### YOUR OBJECTIVE
All lines of the records below that contain the word "SpecSource" must be listed.

Start of SOURCE RECORDS

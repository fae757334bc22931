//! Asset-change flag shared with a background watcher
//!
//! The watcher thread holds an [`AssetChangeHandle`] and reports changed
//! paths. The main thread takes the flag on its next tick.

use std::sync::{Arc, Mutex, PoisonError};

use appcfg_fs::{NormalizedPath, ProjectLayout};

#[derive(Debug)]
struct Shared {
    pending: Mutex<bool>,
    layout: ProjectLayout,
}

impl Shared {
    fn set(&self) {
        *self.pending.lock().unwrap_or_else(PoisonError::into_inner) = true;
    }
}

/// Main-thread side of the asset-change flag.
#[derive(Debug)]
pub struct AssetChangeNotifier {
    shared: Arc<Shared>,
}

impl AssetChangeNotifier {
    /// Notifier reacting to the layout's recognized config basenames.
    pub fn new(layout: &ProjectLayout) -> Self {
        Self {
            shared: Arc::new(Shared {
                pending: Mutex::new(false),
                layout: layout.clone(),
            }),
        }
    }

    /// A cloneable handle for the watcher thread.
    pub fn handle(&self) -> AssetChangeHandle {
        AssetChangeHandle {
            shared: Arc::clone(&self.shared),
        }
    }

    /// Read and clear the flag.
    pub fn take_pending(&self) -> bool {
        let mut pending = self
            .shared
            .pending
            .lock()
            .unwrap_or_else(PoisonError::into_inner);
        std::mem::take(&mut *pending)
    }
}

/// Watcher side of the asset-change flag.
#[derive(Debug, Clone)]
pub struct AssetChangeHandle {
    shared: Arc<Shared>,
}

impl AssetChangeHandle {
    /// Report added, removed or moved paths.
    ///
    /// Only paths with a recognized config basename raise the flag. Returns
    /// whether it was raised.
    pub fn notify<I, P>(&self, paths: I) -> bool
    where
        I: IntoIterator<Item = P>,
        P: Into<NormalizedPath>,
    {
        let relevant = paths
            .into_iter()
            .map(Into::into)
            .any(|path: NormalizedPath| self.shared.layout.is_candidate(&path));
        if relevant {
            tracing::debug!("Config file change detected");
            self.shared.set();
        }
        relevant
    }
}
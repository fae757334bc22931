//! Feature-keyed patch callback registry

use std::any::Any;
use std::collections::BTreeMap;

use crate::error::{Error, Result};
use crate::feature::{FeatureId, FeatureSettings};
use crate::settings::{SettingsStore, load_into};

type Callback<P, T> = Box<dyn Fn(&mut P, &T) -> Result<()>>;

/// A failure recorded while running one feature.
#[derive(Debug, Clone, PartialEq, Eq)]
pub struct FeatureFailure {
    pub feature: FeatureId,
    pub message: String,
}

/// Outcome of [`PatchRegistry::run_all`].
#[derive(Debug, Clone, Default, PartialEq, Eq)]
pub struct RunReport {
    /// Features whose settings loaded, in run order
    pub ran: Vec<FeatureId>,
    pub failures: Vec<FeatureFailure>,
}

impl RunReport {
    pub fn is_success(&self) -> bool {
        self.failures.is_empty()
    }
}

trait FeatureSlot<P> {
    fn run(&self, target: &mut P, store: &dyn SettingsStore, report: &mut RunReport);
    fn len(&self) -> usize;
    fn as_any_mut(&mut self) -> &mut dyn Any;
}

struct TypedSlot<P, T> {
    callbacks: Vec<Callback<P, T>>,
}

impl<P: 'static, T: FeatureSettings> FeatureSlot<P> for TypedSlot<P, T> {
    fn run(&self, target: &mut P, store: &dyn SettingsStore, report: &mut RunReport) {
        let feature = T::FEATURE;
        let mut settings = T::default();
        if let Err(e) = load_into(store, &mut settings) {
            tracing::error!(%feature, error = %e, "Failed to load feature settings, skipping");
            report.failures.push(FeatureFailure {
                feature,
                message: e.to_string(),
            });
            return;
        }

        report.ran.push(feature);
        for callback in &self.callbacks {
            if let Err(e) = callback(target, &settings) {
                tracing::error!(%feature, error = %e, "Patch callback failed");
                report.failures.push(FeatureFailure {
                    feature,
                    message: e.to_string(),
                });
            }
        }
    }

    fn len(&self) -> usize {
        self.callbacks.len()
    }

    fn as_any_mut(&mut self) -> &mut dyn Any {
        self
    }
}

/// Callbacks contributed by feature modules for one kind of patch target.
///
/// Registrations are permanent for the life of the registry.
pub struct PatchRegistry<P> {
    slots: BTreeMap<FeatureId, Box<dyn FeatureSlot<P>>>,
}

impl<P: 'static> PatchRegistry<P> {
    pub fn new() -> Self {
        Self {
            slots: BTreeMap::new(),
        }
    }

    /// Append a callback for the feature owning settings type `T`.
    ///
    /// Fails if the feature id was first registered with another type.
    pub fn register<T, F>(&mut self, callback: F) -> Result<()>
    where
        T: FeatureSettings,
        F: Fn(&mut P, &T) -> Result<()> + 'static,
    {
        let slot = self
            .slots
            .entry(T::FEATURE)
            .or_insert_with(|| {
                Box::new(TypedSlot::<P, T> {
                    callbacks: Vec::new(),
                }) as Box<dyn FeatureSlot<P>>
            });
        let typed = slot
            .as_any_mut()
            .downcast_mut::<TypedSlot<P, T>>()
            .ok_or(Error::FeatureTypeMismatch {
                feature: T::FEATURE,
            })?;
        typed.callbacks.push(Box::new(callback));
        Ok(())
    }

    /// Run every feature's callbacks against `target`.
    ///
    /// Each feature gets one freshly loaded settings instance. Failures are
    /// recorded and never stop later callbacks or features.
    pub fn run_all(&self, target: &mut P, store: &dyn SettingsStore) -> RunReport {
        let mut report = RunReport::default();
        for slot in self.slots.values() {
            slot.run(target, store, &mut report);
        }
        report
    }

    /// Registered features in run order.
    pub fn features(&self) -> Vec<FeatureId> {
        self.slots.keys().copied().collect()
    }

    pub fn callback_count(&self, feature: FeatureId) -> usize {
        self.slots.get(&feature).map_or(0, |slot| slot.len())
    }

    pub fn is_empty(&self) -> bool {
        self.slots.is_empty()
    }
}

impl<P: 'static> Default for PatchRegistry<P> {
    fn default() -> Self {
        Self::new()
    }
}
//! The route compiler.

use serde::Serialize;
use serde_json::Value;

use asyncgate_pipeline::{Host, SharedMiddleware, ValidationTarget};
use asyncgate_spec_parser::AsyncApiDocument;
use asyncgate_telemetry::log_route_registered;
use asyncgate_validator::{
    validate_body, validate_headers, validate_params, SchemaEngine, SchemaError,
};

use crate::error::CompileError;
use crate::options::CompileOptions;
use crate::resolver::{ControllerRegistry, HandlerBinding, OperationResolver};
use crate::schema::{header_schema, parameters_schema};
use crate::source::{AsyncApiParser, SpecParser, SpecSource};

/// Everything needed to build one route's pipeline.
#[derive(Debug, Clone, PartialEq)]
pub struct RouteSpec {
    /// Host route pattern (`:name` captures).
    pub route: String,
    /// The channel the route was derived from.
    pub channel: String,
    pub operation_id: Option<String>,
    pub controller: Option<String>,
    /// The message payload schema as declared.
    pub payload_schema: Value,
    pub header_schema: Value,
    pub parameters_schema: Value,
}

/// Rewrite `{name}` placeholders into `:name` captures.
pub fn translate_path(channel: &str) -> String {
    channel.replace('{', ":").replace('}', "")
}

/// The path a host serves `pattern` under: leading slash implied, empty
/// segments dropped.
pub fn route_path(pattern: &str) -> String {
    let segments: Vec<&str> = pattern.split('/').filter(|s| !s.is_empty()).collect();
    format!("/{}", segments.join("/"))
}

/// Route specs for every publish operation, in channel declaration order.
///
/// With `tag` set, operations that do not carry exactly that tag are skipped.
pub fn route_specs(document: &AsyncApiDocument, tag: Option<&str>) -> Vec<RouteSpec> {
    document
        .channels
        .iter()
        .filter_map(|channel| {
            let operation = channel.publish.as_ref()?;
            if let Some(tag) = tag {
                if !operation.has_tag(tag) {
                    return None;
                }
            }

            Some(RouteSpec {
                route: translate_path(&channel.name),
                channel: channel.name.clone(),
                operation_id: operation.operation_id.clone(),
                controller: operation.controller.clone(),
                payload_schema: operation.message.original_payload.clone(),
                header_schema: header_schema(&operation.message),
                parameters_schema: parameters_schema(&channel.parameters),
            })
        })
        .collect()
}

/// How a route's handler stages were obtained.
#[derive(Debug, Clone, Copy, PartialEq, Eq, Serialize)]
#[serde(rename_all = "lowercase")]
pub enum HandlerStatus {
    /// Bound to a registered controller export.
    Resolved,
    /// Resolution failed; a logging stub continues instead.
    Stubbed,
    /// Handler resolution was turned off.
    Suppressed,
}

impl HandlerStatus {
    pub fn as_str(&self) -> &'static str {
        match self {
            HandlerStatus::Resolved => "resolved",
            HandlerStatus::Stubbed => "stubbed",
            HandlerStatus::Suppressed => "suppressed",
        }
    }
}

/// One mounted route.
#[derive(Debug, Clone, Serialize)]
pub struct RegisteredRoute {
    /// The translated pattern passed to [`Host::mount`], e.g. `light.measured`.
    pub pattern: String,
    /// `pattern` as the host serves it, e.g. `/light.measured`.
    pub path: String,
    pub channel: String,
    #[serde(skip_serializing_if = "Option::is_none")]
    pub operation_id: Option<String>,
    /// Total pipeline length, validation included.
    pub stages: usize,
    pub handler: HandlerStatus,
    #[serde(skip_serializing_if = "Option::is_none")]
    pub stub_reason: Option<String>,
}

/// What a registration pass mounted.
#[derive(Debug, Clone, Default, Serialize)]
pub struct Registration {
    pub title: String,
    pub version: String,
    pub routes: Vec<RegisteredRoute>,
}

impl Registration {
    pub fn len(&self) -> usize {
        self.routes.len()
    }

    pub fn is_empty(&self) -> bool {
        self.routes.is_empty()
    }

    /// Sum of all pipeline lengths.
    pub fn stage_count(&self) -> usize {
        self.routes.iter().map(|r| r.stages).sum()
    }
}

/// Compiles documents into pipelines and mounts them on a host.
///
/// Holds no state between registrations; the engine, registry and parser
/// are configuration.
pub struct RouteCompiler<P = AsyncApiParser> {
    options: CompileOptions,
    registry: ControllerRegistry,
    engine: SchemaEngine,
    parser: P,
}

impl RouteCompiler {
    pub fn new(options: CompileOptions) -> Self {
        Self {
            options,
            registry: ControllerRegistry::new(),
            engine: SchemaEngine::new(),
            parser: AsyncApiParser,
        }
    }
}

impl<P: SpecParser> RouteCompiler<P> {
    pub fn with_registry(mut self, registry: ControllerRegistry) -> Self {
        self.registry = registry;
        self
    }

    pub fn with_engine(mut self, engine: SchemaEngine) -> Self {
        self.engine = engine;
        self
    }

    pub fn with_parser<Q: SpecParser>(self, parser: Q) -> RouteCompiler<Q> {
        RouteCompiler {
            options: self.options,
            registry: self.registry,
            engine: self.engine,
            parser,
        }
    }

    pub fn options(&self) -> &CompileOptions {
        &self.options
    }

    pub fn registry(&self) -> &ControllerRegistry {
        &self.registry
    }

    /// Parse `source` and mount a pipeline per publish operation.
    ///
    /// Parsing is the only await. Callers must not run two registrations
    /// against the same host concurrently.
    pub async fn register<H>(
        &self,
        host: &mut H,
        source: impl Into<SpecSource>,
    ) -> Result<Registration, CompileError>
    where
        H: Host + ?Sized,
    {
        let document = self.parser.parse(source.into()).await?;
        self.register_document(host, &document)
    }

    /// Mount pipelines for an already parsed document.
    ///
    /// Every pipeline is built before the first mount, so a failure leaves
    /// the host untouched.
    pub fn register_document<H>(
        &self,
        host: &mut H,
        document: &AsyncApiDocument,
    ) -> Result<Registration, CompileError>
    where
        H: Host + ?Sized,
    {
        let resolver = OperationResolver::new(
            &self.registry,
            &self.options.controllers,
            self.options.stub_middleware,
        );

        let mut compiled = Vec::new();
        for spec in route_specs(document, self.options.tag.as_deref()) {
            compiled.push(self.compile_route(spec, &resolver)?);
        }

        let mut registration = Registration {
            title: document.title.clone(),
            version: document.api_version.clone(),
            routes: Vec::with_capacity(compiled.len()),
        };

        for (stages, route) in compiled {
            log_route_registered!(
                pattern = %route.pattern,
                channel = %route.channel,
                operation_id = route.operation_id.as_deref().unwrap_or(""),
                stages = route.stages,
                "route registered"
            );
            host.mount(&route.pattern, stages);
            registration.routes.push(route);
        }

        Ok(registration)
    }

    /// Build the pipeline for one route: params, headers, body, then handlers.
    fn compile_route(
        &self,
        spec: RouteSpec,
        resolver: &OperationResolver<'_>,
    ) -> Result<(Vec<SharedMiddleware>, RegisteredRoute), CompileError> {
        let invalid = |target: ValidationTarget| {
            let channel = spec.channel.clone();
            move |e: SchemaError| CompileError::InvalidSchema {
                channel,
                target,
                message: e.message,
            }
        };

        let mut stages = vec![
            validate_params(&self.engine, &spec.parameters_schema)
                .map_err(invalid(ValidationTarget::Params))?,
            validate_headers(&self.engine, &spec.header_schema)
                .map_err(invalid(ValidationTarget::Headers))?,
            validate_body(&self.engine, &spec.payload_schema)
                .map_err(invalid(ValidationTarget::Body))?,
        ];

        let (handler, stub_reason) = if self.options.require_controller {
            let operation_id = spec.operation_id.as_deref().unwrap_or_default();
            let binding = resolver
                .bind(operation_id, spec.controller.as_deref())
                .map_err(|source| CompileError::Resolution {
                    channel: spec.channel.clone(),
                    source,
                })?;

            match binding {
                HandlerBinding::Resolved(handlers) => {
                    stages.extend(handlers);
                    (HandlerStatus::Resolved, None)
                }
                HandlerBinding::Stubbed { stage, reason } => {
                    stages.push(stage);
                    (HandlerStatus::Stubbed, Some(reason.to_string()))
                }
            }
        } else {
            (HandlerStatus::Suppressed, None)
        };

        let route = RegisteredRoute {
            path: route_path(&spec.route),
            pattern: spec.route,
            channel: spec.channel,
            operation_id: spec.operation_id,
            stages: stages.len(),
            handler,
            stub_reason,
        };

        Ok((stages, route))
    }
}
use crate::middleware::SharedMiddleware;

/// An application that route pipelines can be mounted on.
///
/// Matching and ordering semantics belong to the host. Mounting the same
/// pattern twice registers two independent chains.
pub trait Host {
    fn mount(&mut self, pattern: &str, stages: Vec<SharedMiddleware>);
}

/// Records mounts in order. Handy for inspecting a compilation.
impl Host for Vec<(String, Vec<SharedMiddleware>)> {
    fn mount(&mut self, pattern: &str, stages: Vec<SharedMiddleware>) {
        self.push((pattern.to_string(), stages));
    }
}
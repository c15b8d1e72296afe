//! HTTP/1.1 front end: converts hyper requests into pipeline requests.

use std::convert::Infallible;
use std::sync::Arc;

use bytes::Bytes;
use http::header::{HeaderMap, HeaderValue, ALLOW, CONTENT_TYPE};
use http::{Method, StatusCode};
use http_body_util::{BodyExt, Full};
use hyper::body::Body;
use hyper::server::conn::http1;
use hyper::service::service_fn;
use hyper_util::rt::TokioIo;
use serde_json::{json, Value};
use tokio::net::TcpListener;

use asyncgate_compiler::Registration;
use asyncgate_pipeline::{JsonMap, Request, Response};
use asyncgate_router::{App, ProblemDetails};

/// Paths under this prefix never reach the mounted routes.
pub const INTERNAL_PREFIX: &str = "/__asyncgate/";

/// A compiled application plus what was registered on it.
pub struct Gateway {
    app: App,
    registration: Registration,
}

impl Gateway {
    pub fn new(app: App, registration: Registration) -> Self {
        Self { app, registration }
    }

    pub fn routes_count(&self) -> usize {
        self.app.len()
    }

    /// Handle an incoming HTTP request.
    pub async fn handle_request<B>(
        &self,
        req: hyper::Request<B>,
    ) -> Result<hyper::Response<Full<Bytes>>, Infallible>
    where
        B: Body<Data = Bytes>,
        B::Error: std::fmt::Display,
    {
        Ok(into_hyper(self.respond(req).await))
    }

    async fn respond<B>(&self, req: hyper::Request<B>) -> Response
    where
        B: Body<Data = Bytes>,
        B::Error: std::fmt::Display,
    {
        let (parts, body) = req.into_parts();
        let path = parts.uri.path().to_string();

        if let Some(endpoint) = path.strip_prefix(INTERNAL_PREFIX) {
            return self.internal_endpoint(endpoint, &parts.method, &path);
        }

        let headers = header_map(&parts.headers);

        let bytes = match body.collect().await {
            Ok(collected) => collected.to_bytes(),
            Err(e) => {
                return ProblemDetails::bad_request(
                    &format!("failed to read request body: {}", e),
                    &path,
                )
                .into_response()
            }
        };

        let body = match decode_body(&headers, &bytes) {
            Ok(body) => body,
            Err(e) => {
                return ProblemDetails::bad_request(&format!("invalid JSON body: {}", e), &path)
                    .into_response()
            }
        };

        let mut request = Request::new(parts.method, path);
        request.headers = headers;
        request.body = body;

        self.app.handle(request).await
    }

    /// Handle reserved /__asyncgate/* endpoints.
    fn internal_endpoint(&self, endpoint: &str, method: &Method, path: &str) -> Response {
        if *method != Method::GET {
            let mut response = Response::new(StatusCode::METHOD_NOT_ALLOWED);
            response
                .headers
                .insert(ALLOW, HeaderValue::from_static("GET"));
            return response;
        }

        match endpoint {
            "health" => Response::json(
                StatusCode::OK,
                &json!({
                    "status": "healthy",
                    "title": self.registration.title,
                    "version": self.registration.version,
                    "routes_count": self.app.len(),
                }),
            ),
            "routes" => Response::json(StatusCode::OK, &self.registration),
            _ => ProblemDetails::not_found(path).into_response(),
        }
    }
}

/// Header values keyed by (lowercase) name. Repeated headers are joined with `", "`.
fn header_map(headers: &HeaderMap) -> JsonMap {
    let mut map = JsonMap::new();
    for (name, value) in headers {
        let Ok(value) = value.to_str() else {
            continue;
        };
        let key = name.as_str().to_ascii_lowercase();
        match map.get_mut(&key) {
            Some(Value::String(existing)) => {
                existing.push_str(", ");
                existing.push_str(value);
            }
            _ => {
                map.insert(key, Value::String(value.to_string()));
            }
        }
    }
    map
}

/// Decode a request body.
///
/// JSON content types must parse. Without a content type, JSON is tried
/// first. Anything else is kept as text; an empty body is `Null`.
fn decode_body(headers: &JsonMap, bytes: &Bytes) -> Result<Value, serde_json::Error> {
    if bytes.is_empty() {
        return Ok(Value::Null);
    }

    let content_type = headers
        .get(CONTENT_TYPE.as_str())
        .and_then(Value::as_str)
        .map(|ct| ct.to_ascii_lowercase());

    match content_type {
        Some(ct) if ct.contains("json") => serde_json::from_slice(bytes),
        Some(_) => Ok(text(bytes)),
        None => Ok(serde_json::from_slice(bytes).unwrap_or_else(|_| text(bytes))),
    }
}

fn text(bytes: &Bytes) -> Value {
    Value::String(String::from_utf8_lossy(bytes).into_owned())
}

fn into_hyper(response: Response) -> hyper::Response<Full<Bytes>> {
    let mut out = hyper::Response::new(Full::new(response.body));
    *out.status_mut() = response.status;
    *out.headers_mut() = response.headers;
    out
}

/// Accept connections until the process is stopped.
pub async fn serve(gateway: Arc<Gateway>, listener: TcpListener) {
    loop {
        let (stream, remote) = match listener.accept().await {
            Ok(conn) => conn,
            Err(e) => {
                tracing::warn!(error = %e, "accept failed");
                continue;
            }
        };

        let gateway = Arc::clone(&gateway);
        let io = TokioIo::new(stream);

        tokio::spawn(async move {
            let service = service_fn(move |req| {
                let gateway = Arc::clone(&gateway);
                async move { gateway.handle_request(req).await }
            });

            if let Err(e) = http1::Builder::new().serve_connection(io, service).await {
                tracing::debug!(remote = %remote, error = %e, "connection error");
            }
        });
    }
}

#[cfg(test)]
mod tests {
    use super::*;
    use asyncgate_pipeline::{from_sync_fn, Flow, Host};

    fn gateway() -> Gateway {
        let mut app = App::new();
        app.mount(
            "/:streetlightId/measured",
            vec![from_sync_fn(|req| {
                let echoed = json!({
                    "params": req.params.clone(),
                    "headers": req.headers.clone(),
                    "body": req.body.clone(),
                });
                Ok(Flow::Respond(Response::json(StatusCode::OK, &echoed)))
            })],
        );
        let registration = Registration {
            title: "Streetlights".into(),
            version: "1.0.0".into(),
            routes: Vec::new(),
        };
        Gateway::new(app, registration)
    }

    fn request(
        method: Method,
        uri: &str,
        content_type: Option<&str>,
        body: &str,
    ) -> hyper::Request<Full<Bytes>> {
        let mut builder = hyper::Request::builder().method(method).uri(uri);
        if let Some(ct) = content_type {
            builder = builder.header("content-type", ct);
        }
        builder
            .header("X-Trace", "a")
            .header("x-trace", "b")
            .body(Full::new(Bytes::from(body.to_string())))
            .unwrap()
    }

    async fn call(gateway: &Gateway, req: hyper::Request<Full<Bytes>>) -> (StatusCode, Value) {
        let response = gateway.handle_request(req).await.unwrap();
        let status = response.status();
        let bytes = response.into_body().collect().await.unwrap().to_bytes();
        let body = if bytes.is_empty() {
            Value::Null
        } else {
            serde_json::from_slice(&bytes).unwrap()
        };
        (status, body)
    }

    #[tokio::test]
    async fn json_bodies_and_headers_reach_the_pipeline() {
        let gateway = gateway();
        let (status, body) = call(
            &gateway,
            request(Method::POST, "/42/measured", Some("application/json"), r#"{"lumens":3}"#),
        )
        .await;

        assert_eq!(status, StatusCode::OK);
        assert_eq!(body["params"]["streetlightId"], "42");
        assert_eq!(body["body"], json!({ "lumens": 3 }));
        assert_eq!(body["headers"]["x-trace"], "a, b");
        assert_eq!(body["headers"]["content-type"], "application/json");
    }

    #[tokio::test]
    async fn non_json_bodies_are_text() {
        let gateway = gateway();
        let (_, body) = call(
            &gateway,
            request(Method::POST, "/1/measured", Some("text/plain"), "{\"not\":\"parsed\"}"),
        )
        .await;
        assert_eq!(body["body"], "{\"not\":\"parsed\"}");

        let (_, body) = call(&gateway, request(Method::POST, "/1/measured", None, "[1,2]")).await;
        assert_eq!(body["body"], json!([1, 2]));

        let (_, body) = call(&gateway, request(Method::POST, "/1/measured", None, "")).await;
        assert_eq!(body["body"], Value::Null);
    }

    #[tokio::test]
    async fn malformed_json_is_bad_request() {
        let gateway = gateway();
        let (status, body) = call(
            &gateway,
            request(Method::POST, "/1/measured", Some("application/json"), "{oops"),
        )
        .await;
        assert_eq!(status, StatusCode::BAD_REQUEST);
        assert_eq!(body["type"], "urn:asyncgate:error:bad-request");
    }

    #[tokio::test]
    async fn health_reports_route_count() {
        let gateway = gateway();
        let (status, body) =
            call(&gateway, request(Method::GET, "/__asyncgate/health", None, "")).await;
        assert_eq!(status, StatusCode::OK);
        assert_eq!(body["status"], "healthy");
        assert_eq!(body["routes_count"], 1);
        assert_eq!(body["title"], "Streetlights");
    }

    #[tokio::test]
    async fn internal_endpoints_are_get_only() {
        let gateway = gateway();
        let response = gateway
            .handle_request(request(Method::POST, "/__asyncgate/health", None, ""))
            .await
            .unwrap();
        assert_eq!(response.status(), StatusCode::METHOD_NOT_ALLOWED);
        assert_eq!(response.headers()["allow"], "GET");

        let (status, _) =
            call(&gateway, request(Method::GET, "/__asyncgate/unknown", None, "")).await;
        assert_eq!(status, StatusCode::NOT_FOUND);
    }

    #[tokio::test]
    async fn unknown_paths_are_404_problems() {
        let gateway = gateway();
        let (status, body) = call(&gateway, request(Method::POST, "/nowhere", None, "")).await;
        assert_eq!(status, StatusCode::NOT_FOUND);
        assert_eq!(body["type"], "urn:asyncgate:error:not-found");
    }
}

End of SOURCE RECORDS

### SOLUTION
use crate::source::{AsyncApiParser, SpecParser, SpecSource};
        source: impl Into<SpecSource>,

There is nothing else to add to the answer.